## WORK ITEM
Lines with "store": copy each one from the listing below.

## PROVIDED DATA
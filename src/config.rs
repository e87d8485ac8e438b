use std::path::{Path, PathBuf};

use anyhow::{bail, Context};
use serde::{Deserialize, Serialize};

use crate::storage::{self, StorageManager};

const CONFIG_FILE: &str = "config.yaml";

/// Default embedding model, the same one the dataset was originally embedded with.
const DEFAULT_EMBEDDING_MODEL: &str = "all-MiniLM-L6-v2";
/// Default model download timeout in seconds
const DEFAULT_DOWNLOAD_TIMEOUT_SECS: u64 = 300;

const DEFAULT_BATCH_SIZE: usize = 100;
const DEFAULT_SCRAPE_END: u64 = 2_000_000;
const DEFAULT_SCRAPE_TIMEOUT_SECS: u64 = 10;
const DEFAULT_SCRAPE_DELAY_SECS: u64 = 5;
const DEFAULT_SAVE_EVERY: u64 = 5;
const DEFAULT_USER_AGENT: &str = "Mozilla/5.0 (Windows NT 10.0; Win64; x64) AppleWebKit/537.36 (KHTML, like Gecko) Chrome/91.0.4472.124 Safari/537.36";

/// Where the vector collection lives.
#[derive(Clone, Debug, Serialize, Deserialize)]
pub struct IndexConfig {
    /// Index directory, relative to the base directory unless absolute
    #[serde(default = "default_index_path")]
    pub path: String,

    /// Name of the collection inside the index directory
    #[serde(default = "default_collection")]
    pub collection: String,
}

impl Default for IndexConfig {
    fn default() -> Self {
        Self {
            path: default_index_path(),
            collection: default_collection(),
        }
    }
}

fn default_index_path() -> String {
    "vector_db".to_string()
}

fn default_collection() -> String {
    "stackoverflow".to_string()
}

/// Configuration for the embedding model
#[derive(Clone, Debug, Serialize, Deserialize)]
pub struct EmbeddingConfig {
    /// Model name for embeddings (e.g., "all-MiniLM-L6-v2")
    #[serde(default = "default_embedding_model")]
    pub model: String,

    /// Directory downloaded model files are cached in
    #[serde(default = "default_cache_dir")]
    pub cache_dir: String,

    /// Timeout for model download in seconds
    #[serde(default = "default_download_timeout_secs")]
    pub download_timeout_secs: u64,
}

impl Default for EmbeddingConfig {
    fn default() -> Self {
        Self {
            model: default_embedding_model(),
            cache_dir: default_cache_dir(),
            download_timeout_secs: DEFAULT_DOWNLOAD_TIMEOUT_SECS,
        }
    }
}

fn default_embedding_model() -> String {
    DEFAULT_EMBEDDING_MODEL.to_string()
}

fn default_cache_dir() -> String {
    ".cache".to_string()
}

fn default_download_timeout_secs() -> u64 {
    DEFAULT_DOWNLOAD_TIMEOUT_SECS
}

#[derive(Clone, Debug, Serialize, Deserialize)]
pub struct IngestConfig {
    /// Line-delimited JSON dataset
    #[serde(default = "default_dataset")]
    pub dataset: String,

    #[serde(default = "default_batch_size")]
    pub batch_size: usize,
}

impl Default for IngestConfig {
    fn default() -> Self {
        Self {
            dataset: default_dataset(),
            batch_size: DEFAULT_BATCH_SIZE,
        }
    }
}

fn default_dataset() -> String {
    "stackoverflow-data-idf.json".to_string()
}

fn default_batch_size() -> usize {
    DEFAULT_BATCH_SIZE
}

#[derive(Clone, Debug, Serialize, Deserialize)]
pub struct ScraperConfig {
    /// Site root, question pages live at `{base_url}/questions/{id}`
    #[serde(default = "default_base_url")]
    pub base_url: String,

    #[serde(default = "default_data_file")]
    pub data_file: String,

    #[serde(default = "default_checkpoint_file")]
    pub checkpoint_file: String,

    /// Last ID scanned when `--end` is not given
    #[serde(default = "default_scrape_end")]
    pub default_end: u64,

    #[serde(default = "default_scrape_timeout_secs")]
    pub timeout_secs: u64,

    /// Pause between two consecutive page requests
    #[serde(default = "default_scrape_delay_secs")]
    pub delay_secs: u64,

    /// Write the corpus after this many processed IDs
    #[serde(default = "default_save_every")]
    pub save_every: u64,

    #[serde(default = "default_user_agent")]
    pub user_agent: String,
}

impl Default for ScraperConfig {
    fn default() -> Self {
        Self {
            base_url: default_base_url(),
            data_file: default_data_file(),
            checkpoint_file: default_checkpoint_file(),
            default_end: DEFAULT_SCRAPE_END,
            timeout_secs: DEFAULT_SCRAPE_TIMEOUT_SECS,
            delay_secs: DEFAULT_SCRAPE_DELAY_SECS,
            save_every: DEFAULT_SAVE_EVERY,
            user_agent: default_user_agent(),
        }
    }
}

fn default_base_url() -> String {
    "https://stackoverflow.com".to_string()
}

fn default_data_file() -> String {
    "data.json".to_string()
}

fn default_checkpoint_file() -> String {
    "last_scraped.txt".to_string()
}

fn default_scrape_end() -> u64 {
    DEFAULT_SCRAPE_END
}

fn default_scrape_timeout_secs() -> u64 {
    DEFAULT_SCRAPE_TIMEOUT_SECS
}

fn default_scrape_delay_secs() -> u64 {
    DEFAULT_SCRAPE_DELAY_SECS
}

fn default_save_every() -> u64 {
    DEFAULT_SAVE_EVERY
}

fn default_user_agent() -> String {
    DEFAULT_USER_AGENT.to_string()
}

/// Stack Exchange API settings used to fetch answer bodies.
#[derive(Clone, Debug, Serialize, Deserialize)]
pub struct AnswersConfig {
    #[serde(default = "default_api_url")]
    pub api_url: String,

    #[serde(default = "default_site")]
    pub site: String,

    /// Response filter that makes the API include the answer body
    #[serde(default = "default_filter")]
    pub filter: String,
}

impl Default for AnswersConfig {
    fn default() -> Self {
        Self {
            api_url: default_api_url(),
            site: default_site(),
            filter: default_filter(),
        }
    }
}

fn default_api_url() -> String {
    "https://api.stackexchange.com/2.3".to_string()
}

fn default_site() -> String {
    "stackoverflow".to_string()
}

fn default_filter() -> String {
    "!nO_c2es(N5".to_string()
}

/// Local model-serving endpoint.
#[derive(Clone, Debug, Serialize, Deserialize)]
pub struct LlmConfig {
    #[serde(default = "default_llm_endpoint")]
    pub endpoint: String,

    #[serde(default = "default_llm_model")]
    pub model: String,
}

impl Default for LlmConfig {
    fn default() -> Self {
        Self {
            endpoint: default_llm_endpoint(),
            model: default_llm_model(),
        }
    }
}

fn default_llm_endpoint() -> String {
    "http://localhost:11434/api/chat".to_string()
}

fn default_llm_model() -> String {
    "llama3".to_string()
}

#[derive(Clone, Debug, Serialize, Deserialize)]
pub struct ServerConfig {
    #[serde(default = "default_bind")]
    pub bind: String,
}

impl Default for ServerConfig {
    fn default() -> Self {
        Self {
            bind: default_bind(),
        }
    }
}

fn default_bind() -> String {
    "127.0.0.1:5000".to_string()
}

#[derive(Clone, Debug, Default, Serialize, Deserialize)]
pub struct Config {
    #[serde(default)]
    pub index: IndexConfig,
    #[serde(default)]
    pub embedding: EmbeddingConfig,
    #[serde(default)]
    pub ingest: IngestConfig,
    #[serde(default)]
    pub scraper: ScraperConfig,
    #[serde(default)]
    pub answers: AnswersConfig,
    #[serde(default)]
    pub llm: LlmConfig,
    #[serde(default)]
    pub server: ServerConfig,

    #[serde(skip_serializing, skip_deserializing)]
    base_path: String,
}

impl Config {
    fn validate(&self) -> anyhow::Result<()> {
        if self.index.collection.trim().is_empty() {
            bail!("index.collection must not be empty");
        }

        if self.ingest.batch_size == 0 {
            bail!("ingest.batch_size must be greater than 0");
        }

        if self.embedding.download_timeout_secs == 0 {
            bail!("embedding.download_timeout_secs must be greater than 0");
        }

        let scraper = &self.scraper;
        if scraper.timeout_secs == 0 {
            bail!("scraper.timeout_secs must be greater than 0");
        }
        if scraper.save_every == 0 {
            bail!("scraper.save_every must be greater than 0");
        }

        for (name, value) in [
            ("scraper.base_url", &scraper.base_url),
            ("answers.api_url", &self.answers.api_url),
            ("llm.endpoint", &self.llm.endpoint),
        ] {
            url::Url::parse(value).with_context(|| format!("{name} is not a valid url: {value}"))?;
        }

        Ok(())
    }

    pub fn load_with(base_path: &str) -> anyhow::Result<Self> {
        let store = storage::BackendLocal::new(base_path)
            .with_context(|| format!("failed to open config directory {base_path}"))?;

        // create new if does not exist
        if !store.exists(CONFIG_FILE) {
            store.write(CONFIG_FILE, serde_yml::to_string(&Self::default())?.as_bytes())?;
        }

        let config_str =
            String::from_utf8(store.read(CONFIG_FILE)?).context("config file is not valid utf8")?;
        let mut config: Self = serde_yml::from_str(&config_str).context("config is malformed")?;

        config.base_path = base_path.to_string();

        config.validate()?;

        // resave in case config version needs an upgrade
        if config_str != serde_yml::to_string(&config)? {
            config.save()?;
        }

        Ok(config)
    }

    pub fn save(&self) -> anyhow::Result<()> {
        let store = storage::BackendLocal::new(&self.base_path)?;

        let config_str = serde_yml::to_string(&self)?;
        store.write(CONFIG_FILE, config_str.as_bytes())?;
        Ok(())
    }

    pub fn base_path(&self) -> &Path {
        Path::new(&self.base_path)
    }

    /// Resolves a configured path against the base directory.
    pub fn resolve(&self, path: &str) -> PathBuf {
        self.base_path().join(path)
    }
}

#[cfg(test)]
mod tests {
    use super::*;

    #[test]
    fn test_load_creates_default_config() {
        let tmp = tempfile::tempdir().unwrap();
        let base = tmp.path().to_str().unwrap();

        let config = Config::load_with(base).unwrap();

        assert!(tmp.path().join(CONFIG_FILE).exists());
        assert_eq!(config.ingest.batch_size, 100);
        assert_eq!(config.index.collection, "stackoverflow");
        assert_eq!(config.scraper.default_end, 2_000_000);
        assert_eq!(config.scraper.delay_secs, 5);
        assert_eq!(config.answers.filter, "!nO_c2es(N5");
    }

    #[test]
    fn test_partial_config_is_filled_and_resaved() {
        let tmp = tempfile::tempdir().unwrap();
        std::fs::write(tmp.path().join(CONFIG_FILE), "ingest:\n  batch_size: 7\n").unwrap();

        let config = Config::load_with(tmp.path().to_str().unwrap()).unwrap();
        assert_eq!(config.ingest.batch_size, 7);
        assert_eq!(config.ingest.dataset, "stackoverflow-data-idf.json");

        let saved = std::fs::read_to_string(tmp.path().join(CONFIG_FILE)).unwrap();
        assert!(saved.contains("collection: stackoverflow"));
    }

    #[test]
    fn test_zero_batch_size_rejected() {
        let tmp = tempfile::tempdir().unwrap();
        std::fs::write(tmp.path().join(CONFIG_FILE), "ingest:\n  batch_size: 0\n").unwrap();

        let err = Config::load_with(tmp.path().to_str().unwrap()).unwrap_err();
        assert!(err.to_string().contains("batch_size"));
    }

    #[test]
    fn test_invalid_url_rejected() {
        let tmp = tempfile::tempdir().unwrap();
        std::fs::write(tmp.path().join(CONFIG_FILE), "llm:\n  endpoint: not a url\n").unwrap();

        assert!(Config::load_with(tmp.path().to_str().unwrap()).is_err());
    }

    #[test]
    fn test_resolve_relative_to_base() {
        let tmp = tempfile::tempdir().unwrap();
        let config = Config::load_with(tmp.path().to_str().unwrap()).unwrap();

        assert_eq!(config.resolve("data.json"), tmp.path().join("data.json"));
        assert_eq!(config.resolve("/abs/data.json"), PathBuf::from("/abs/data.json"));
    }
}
--
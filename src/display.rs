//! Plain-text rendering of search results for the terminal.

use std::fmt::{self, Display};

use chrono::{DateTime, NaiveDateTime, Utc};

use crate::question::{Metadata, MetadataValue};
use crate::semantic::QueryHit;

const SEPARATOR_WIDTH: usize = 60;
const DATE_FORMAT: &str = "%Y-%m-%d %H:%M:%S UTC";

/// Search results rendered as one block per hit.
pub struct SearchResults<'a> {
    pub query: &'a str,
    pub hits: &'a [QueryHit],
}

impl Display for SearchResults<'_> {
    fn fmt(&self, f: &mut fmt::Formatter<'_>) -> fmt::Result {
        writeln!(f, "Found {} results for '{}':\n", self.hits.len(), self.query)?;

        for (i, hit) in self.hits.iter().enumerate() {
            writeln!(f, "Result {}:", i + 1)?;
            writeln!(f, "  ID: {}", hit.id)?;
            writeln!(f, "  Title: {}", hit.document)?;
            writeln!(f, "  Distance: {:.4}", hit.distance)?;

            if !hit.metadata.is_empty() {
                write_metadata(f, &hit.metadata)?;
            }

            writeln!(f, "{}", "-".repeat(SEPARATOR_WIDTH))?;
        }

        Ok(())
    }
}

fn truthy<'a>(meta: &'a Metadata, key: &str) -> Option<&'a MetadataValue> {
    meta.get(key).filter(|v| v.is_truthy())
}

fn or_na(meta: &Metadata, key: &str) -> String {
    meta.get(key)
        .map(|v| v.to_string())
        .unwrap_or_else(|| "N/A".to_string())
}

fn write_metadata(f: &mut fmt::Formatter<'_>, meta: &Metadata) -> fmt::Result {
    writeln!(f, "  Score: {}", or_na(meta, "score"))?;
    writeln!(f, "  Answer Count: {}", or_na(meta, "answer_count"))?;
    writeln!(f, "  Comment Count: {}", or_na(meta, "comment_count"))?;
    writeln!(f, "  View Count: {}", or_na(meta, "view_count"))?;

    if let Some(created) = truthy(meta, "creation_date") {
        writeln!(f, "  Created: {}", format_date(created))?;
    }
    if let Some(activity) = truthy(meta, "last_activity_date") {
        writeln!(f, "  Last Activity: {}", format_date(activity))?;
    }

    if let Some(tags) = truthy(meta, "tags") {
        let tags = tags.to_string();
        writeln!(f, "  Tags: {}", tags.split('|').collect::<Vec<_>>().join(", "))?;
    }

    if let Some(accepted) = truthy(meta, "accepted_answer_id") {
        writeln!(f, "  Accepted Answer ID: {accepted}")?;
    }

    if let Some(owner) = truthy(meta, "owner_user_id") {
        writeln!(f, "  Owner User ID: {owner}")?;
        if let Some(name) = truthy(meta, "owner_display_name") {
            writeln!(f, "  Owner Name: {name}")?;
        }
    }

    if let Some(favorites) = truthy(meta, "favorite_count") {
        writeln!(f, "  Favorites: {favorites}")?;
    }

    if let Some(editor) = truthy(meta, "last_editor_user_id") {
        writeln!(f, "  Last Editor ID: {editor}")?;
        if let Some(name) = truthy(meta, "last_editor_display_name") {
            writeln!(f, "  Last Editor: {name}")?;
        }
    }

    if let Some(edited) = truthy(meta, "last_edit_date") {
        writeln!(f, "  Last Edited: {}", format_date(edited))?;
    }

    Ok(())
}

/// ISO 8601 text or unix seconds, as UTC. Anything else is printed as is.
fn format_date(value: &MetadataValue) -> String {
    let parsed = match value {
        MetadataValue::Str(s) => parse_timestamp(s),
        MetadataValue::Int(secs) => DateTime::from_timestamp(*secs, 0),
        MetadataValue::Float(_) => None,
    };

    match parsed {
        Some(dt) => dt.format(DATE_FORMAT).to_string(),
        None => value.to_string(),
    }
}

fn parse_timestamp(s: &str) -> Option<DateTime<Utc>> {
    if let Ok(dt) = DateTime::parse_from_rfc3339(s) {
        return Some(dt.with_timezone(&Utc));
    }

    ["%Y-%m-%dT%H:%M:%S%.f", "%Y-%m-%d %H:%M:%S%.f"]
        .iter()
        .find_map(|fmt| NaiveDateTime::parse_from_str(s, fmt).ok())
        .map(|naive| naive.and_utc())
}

## SOLUTION
        let store = storage::BackendLocal::new(base_path)
        if !store.exists(CONFIG_FILE) {
            store.write(CONFIG_FILE, serde_yml::to_string(&Self::default())?.as_bytes())?;
            String::from_utf8(store.read(CONFIG_FILE)?).context("config file is not valid utf8")?;
        let store = storage::BackendLocal::new(&self.base_path)?;
        store.write(CONFIG_FILE, config_str.as_bytes())?;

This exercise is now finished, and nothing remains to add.